_PROBLEM TO WORK ON_
Should the word "load" occur in a line of the records, copy that line.
=== DATA RECORDS ===
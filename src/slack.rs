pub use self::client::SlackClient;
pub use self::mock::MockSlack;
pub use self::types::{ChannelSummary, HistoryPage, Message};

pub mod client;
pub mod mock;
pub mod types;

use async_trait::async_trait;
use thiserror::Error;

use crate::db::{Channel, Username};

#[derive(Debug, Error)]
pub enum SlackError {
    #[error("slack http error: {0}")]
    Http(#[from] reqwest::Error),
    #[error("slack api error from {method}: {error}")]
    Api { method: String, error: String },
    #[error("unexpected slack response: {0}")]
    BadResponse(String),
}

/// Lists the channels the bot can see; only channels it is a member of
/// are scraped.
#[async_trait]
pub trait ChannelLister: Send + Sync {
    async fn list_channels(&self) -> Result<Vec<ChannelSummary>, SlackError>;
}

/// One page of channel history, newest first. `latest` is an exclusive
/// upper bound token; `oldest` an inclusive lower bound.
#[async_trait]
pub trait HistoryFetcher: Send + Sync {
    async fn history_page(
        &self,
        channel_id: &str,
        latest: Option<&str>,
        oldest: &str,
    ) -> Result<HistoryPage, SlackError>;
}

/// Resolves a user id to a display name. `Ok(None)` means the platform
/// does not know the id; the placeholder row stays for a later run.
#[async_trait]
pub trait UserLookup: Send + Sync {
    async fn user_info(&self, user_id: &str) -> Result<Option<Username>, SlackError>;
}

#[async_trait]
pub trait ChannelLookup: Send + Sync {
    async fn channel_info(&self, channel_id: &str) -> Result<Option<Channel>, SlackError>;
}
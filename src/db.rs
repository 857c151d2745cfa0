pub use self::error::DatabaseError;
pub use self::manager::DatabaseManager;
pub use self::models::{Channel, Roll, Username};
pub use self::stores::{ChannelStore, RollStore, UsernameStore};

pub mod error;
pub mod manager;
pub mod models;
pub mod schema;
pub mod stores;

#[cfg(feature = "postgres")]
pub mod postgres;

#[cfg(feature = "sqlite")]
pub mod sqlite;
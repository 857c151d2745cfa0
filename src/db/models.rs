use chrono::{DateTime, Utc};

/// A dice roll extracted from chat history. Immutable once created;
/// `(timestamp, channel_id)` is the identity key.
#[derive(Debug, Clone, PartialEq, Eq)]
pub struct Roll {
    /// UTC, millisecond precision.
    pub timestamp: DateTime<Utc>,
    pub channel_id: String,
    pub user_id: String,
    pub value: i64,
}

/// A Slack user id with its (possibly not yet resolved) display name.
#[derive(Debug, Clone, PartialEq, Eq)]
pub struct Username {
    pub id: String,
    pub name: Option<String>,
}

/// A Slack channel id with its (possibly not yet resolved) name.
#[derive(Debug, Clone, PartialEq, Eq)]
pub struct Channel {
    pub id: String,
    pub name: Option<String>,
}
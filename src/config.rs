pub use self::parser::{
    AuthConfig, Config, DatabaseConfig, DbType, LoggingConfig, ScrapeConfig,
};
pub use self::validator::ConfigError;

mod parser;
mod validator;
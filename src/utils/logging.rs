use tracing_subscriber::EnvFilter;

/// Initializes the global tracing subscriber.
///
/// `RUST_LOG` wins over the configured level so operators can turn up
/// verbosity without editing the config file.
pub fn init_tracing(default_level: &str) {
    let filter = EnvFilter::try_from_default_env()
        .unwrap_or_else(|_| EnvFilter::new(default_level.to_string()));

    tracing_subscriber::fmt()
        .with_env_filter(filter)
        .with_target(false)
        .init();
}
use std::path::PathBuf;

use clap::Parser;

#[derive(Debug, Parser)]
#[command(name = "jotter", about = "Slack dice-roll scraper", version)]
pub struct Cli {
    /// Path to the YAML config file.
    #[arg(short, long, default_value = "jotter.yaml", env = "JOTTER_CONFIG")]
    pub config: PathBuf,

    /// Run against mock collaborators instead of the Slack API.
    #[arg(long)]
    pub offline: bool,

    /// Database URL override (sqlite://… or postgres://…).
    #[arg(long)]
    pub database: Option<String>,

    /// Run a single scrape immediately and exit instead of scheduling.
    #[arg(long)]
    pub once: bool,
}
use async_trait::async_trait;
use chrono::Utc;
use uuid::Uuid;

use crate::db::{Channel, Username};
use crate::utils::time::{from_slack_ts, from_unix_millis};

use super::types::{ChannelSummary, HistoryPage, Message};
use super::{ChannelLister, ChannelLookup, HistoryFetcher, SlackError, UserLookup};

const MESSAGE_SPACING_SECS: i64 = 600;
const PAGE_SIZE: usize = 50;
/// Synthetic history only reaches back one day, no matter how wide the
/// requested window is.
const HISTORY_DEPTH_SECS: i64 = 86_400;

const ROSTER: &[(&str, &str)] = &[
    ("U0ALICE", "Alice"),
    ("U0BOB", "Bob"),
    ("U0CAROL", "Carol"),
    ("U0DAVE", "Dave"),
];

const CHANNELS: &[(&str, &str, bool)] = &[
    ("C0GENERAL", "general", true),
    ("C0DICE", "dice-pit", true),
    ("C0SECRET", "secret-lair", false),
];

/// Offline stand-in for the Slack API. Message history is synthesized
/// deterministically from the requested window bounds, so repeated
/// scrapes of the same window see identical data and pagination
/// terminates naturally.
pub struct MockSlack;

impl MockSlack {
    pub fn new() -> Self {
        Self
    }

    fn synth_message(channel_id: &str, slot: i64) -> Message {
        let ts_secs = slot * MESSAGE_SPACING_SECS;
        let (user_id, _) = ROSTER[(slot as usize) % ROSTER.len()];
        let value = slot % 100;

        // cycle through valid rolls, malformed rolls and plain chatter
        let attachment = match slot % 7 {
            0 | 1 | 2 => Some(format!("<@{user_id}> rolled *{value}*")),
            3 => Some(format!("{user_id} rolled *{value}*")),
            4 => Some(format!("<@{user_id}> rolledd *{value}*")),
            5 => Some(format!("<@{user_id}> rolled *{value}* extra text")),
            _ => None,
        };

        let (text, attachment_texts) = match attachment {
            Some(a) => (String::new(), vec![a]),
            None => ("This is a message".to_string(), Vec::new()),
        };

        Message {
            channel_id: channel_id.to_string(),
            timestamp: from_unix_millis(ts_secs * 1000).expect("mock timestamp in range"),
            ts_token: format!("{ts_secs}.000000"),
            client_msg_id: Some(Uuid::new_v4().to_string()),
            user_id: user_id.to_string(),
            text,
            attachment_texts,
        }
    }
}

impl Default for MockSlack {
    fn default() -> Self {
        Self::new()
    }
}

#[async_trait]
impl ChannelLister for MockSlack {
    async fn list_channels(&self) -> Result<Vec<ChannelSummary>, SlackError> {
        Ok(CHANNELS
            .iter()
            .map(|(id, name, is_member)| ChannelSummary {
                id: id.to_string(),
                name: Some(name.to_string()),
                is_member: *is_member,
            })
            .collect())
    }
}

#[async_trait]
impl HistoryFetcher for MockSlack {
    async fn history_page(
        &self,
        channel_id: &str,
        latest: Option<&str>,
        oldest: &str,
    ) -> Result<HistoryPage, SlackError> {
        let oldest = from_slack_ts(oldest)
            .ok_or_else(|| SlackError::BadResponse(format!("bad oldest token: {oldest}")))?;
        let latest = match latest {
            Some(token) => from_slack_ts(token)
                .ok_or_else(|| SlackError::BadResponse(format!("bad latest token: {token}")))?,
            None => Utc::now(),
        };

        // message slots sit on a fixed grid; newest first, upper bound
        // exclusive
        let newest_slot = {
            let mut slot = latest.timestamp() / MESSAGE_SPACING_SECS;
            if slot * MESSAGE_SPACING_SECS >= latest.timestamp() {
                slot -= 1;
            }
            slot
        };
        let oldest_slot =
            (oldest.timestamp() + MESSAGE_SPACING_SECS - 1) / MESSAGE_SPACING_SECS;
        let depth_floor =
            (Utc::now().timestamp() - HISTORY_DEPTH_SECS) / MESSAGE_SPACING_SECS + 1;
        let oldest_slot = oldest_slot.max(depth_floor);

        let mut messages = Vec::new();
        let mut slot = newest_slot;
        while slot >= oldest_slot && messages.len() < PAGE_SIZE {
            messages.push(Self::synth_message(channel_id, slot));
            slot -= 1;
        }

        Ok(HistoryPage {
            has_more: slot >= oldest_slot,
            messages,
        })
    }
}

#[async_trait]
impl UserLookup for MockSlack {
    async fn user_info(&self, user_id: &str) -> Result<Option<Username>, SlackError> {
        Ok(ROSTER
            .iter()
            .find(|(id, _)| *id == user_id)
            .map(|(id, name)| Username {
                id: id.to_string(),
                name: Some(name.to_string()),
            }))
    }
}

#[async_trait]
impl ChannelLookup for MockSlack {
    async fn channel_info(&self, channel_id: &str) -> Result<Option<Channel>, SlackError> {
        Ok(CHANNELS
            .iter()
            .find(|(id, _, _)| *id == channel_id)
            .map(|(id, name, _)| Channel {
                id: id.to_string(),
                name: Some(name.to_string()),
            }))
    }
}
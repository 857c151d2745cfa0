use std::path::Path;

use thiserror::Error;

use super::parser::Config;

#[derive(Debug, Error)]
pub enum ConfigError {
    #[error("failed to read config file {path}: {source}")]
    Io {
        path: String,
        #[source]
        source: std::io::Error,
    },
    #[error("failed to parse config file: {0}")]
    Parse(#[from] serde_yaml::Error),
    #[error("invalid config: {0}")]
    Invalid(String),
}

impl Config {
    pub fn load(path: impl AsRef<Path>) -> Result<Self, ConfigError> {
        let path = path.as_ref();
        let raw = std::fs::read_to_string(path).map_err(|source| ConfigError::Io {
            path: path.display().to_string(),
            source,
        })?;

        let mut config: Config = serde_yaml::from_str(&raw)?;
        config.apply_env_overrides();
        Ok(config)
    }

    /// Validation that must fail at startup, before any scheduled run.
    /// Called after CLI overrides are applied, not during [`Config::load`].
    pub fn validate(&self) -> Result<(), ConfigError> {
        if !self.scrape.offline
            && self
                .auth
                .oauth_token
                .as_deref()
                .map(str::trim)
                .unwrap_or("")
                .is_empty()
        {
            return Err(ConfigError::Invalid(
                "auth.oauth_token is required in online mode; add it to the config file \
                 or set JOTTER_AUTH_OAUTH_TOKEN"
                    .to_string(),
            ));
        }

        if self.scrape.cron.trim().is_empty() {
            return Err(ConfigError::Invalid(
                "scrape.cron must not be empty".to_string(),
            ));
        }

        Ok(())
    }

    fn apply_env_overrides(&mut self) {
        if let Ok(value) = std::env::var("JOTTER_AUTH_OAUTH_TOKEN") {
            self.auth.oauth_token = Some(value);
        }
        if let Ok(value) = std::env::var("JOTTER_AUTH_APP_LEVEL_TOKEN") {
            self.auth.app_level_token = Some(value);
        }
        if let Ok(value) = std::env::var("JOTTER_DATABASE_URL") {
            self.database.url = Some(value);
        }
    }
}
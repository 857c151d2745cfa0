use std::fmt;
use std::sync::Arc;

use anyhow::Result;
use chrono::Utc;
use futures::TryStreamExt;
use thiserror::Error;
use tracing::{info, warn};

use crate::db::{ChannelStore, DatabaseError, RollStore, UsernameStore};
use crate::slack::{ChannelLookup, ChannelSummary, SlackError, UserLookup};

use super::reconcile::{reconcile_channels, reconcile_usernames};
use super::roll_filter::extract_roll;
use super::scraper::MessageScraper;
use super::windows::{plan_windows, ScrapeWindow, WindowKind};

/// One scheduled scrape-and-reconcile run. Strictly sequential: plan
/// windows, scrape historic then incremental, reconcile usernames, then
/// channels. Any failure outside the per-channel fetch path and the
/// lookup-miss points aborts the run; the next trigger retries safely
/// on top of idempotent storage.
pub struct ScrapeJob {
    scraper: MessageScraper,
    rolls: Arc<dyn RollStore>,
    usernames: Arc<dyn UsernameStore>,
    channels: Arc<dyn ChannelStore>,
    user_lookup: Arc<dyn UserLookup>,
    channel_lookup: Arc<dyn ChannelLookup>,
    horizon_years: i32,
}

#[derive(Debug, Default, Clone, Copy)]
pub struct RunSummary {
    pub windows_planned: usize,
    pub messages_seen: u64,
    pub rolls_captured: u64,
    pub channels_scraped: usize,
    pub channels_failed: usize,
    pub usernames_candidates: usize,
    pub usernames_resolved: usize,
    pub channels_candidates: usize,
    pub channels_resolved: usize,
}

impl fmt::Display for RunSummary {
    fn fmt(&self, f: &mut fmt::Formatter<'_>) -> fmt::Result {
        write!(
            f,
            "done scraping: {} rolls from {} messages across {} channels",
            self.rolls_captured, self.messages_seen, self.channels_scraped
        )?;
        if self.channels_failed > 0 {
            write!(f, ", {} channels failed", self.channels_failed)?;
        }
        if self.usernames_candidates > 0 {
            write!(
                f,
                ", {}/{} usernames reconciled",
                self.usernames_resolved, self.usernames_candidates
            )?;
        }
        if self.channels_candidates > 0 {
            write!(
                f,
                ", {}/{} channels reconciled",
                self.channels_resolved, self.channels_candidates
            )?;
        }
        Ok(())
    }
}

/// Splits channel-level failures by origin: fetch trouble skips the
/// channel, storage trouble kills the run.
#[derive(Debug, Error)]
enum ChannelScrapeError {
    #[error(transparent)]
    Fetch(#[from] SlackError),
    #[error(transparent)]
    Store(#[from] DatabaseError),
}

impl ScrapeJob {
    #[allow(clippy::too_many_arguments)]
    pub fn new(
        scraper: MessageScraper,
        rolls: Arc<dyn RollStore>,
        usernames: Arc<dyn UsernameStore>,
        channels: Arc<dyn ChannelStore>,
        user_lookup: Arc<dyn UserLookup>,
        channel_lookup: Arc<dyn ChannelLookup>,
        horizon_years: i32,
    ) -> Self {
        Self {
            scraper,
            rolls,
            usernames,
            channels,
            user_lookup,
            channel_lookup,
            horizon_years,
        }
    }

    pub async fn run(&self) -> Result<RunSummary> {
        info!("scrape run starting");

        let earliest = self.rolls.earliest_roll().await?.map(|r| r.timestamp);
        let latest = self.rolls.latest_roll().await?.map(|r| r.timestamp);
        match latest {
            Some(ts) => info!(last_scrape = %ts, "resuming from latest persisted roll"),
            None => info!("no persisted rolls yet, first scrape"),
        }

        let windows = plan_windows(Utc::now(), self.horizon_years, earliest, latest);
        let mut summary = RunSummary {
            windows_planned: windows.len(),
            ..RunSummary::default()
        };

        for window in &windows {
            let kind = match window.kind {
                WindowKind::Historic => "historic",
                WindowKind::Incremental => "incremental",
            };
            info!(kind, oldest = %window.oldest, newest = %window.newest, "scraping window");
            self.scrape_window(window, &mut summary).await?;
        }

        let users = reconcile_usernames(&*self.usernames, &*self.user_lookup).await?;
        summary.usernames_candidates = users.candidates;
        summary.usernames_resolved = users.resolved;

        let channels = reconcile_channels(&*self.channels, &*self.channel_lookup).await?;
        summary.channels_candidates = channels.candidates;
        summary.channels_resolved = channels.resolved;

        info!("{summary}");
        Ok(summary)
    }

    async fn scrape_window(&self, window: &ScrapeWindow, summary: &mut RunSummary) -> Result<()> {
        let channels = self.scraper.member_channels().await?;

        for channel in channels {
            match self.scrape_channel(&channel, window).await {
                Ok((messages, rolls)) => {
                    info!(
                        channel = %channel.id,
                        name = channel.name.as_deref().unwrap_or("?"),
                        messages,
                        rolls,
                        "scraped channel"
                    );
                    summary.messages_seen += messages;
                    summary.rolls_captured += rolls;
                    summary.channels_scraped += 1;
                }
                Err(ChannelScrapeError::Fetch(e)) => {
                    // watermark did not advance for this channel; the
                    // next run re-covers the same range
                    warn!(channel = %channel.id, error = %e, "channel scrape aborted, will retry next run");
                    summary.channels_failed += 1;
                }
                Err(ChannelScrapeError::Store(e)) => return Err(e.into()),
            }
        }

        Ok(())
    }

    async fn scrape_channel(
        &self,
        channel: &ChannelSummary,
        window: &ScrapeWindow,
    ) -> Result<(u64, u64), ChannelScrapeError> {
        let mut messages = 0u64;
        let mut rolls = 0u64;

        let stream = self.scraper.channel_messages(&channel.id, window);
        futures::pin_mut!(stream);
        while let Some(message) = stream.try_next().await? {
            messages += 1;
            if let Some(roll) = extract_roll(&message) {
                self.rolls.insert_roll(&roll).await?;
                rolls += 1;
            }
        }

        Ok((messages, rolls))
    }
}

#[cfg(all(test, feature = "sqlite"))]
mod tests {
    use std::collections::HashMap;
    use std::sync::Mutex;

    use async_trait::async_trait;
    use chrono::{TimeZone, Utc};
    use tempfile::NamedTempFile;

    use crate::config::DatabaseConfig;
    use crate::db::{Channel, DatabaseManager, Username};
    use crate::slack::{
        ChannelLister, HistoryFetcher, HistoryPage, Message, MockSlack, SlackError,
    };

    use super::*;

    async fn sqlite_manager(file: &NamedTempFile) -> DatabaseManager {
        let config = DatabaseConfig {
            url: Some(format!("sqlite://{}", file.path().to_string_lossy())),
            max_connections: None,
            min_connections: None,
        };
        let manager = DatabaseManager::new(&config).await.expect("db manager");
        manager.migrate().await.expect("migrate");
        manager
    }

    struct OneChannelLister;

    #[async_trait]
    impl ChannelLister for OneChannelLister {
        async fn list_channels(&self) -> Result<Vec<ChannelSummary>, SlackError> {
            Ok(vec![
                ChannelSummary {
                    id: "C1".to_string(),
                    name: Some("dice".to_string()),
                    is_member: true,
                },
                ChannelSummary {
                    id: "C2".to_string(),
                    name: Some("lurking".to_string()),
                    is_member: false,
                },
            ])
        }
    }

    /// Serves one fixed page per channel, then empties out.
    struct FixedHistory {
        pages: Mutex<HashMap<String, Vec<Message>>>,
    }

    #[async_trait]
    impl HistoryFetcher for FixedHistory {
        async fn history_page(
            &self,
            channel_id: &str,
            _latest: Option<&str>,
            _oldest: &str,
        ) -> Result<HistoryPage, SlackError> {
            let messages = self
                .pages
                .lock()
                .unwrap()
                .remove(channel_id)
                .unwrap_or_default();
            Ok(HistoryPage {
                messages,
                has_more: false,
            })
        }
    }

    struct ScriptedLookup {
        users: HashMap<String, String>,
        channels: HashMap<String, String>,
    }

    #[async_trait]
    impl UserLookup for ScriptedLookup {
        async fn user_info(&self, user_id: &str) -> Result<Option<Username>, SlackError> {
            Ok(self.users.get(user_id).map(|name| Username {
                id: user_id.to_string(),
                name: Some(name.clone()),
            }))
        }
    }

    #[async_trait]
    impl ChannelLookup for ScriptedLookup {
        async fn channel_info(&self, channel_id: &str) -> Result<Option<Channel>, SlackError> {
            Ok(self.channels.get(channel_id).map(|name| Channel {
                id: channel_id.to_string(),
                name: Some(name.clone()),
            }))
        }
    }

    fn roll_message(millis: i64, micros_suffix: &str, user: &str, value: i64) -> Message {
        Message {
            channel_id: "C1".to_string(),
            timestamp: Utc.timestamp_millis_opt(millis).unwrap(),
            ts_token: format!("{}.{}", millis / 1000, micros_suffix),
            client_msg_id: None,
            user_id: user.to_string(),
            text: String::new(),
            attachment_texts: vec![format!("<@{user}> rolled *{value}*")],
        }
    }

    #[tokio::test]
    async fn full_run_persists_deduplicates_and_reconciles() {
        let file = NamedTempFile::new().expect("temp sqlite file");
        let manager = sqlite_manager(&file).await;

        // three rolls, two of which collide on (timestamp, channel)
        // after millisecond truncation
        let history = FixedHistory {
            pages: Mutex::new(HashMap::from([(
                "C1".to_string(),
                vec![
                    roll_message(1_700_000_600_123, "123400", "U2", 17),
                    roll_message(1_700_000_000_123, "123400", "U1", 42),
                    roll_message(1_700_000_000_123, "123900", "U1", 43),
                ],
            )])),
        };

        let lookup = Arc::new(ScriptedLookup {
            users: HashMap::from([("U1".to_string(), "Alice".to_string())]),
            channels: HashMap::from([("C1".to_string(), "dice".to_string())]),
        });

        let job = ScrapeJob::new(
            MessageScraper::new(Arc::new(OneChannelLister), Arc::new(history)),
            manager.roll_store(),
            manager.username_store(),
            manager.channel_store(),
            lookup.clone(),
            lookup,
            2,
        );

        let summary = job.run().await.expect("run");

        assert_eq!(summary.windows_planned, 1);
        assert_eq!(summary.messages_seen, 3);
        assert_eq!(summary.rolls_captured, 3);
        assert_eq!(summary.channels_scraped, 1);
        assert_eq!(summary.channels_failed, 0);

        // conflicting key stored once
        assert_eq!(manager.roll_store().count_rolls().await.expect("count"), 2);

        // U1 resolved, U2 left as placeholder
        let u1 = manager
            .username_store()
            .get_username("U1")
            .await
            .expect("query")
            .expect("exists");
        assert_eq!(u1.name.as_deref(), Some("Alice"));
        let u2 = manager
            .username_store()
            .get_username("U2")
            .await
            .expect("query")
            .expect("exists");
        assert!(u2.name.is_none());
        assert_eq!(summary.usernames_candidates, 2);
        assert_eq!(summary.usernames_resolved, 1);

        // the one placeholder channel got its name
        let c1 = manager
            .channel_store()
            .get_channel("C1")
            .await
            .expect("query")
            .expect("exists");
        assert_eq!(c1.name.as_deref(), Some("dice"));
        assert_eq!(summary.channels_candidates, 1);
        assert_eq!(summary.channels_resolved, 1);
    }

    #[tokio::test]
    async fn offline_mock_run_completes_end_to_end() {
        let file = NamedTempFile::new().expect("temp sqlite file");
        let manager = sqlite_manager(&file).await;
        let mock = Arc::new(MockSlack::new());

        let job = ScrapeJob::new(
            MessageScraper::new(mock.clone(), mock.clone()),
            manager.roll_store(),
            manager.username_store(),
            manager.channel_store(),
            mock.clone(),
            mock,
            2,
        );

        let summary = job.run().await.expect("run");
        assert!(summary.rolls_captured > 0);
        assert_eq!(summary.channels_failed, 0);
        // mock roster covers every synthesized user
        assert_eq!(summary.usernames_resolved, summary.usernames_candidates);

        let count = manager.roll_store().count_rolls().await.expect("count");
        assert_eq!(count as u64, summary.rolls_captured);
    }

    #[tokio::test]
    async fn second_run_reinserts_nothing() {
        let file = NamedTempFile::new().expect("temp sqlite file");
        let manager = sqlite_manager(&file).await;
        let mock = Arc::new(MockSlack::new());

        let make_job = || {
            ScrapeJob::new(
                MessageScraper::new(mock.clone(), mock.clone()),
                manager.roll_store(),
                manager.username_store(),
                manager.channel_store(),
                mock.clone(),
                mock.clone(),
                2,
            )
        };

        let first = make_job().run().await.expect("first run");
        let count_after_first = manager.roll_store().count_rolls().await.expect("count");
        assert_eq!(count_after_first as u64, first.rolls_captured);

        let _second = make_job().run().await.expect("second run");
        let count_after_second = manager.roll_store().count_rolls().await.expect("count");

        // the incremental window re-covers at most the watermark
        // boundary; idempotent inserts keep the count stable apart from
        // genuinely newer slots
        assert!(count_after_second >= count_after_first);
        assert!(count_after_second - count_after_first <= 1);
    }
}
===
_FINISHED EXERCISE_
    pub fn load(path: impl AsRef<Path>) -> Result<Self, ConfigError> {
    /// Called after CLI overrides are applied, not during [`Config::load`].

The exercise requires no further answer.